A new world order, a new international monetary system
The 1944 Bretton Woods agreement established the dollar hegemony and allowed the United States to establish a Pax Americana. Since then, the dollar has dominated the international monetary system thanks to the preponderant role of the United States in the global economy. The US’s military power and technological lead have reinforced its position. Having a reserve currency has allowed the United States to finance itself easily and maintain its leadership, which has strengthened the dollar’s international role over time.
The Treasury market is now one of the deepest and most liquid in the world. As a result, no currency could replace the dollar in the short term. The dominant role of the dollar is often summarised by the famous words of John Connally, Richard Nixon’s Treasury secretary. In 1971, he said to European diplomats worried about the fluctuations of the dollar, “the dollar is our currency but it is your problem”. Now, half a century later, the dollar may start to become a problem for the United States.
Becoming a currency power is not only about being a dominant economic and trading power. The country that aspires to have a reserve currency must also offer a pool of assets denominated in its own currency. Above all, it must inspire confidence. Hard power is not enough. As former US secretary of State Joseph Nye theorised, real power comes from ‘smart power’, i.e., the ability to exercise both hard power (coercion) and soft power (influence and persuasion). Economic power is a necessary, but not sufficient, condition. As far as ‘soft power’ is concerned, the United States still seems to have the advantage. However, in economic terms, the increase in US federal debt and the expansion of the Fed balance sheet since the Great Financial Crisis and particularly since the Covid-19 crisis threaten the stability of the dollar in the medium and long term.
Central banks have begun to diversify their reserves: the dollar’s share of international forex reserves has been eroding since 2000, falling below 60% in 2020 for the first time since 1995 (59% in Q4 2020).
Two other currencies can claim the status of major reserve currencies: the renminbi and the euro.

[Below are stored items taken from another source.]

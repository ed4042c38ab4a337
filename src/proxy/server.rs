//! SOCKS5 proxy server (RFC 1928)

use std::io;
use std::net::SocketAddr;
use std::sync::Arc;
use std::time::Duration;

use socket2::{SockRef, TcpKeepalive};
use tokio::io::{AsyncReadExt, AsyncWriteExt};
use tokio::net::{TcpListener, TcpStream};
use tokio::sync::oneshot;
use tokio::task::JoinHandle;
use tokio::time::timeout;
use tracing::{info, warn};

use super::ProxyError;
use crate::config::{RemoteEndpoint, Settings};
use crate::crypto::Security;
use crate::relay::{self, IDLE_TIMEOUT};
use crate::rules::{Mode, RuleTable};
use crate::socks::{
    Addr, ATYP_IPV4, CMD_CONNECT, REP_CMD_NOT_SUPPORTED, REP_NOT_ALLOWED, REP_SUCCEEDED,
    SOCKS_VERSION,
};
use crate::tunnel::{upgrade, SecureStream, Stream, TunnelError};

/// Bound on a direct dial when the table had no matching rule; a dial that
/// exceeds it falls back to the tunnel path.
const DIRECT_DIAL_TIMEOUT: Duration = Duration::from_secs(5);

/// TCP keep-alive probe interval for accepted and dialed sockets
const KEEPALIVE_PERIOD: Duration = Duration::from_secs(60);

/// Shared state for every connection task.
struct Inner {
    rules: Arc<RuleTable>,
    security: Arc<Security>,
    remote: RemoteEndpoint,
    tls: Option<tokio_rustls::TlsConnector>,
}

/// The local SOCKS5 server.
pub struct ProxyServer {
    listener: TcpListener,
    inner: Arc<Inner>,
}

/// Handle to a running proxy. The accept loop runs until [`ProxyHandle::stop`]
/// is called (or the handle is dropped, which stops it without waiting).
pub struct ProxyHandle {
    stop_tx: oneshot::Sender<()>,
    task: JoinHandle<()>,
}

impl ProxyHandle {
    /// Signal the accept loop and wait for it to exit. Connections already
    /// relaying are left to drain on their own idle timeouts.
    pub async fn stop(self) {
        let _ = self.stop_tx.send(());
        let _ = self.task.await;
    }
}

impl ProxyServer {
    /// Bind the local listener. A bind failure is fatal; nothing is retried.
    pub async fn bind(settings: &Settings, rules: Arc<RuleTable>) -> crate::Result<Self> {
        let remote = RemoteEndpoint::parse(&settings.remote)?;
        let security = Arc::new(Security::new(&settings.passkey)?);
        let tls = if remote.tls { Some(tls_connector()?) } else { None };

        let listener = TcpListener::bind(("0.0.0.0", settings.port)).await?;

        Ok(Self {
            listener,
            inner: Arc::new(Inner { rules, security, remote, tls }),
        })
    }

    /// The bound local address.
    pub fn local_addr(&self) -> io::Result<SocketAddr> {
        self.listener.local_addr()
    }

    /// Spawn the accept loop, one task per client connection.
    pub fn start(self) -> ProxyHandle {
        let (stop_tx, stop_rx) = oneshot::channel();
        let task = tokio::spawn(accept_loop(self.listener, self.inner, stop_rx));
        ProxyHandle { stop_tx, task }
    }
}

fn tls_connector() -> Result<tokio_rustls::TlsConnector, TunnelError> {
    let mut roots = rustls::RootCertStore::empty();
    for cert in rustls_native_certs::load_native_certs().certs {
        let _ = roots.add(cert);
    }
    let config = rustls::ClientConfig::builder()
        .with_root_certificates(roots)
        .with_no_client_auth();
    Ok(tokio_rustls::TlsConnector::from(Arc::new(config)))
}

fn keepalive(stream: &TcpStream) {
    let ka = TcpKeepalive::new().with_time(KEEPALIVE_PERIOD);
    let _ = SockRef::from(stream).set_tcp_keepalive(&ka);
}

async fn accept_loop(listener: TcpListener, inner: Arc<Inner>, mut stop_rx: oneshot::Receiver<()>) {
    match listener.local_addr() {
        Ok(addr) => info!(
            "proxy on {} {} {}://{}:{}",
            addr,
            inner.rules.mode(),
            if inner.remote.tls { "https" } else { "http" },
            inner.remote.host,
            inner.remote.port
        ),
        Err(_) => info!("proxy listening"),
    }

    loop {
        tokio::select! {
            _ = &mut stop_rx => {
                info!("proxy stopped");
                return;
            }
            accepted = listener.accept() => match accepted {
                Ok((stream, peer)) => {
                    let inner = Arc::clone(&inner);
                    tokio::spawn(async move {
                        handle_client(inner, stream, peer).await;
                    });
                }
                Err(e) => {
                    warn!("accept failed: {e}");
                }
            }
        }
    }
}

/// Run one client connection from greeting to teardown. Protocol violations
/// abort silently; the warn log is the only trace they leave.
async fn handle_client(inner: Arc<Inner>, mut stream: TcpStream, peer: SocketAddr) {
    keepalive(&stream);

    let mut buf = [0u8; 255];

    // Method selection  https://tools.ietf.org/html/rfc1928
    // +----+----------+----------+
    // |VER | NMETHODS | METHODS  |
    // +----+----------+----------+
    if stream.read_exact(&mut buf[..2]).await.is_err() {
        return;
    }
    if buf[0] != SOCKS_VERSION {
        return;
    }
    let nmethods = buf[1] as usize;
    if stream.read_exact(&mut buf[..nmethods]).await.is_err() {
        return;
    }

    // no authentication required, always
    if stream.write_all(&[SOCKS_VERSION, 0x00]).await.is_err() {
        return;
    }

    // Request
    // +----+-----+-------+------+----------+----------+
    // |VER | CMD |  RSV  | ATYP | DST.ADDR | DST.PORT |
    // +----+-----+-------+------+----------+----------+
    if stream.read_exact(&mut buf[..3]).await.is_err() {
        return;
    }
    let cmd = buf[1];

    let addr = match Addr::read(&mut stream).await {
        Ok(addr) => addr,
        Err(e) => {
            warn!("address read failed: {e}");
            return;
        }
    };

    let mode = inner.rules.resolve(&addr.host());

    if cmd != CMD_CONNECT {
        let _ = reply(&mut stream, REP_CMD_NOT_SUPPORTED).await;
        return;
    }
    let rep = if mode == Mode::Drop { REP_NOT_ALLOWED } else { REP_SUCCEEDED };
    if reply(&mut stream, rep).await.is_err() {
        return;
    }

    route(inner, stream, peer, addr, mode).await;
}

/// Reply
/// +----+-----+-------+------+----------+----------+
/// |VER | REP |  RSV  | ATYP | BND.ADDR | BND.PORT |
/// +----+-----+-------+------+----------+----------+
async fn reply(stream: &mut TcpStream, rep: u8) -> io::Result<()> {
    stream
        .write_all(&[SOCKS_VERSION, rep, 0x00, ATYP_IPV4, 0, 0, 0, 0, 0, 0])
        .await
}

/// Dial per the resolved mode and relay until done.
async fn route(inner: Arc<Inner>, client: TcpStream, peer: SocketAddr, addr: Addr, mode: Mode) {
    info!("{mode} {peer} -> {addr}");

    if mode == Mode::Drop {
        return;
    }

    let mut effective = mode;
    let upstream: Box<dyn Stream> = match mode {
        Mode::Drop => return,
        Mode::Direct => match TcpStream::connect(addr.to_string()).await {
            Ok(s) => Box::new(s),
            Err(e) => {
                warn!("dial {mode} {addr} failed: {e}");
                return;
            }
        },
        Mode::Tunnel => match dial_remote(&inner, &addr).await {
            Ok(s) => Box::new(s),
            Err(e) => {
                warn!("dial {mode} {addr} failed: {e}");
                return;
            }
        },
        // No rule matched: try the target directly, but a dial that times
        // out degrades to the tunnel path instead of failing the client.
        Mode::Rule => match timeout(DIRECT_DIAL_TIMEOUT, TcpStream::connect(addr.to_string())).await
        {
            Ok(Ok(s)) => Box::new(s),
            Ok(Err(e)) if e.kind() != io::ErrorKind::TimedOut => {
                warn!("dial {mode} {addr} failed: {e}");
                return;
            }
            _ => {
                effective = Mode::Tunnel;
                match dial_remote(&inner, &addr).await {
                    Ok(s) => Box::new(s),
                    Err(e) => {
                        warn!("dial {effective} {addr} failed: {e}");
                        return;
                    }
                }
            }
        },
    };

    let (to_client, to_target, err) = relay::relay(upstream, client, IDLE_TIMEOUT).await;
    if let Some(e) = err {
        warn!("relay {addr} failed: {e}");
    }
    info!("{effective} {peer} -> {addr} <{to_client} {to_target}>");
}

/// Open a tunnel session to the remote endpoint and announce the target as
/// the session's first frame.
async fn dial_remote(inner: &Inner, addr: &Addr) -> Result<SecureStream<Box<dyn Stream>>, ProxyError> {
    let tcp = TcpStream::connect((inner.remote.host.as_str(), inner.remote.port)).await?;
    let tcp_peer = tcp.peer_addr()?;
    keepalive(&tcp);

    let mut io: Box<dyn Stream> = match &inner.tls {
        Some(connector) => {
            let name = rustls::pki_types::ServerName::try_from(inner.remote.host.clone())
                .map_err(|e| TunnelError::Tls(e.to_string()))?;
            Box::new(connector.connect(name, tcp).await?)
        }
        None => Box::new(tcp),
    };

    upgrade::connect(&mut io, &inner.remote.host_header()).await?;

    let mut secure = SecureStream::new(io, Arc::clone(&inner.security), tcp_peer);
    secure.write_all(addr.as_bytes()).await?;
    secure.flush().await?;
    Ok(secure)
}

The euro is the world’s second largest reserve currency (21.2%), but far behind the dollar, while the renminbi still has a marginal role (2.3%). With the recovery fund in Europe (NGEU), we are witnessing the beginnings of Eurozone debt pooling, which should lead to a strengthening of its international role.
With the rise of China, particularly on economic, technological and military grounds, it is the future international role of the renminbi that is attracting most attention. The PBoC will be the first significant central bank to launch its digital currency (Digital Currency Electronic Payment, DCEP). The digital yuan is already being tested in several major Chinese cities and is expected to be launched on a large scale in 2022. The challenge for China is both economic and (geo) political. A digital currency would give some countries the opportunity to circumvent US sanctions by adopting the ‘digital yuan’, enabling China to develop its area of influence to the detriment of the US one. The yuan will see its weight in international trade and foreign exchange reserves increase.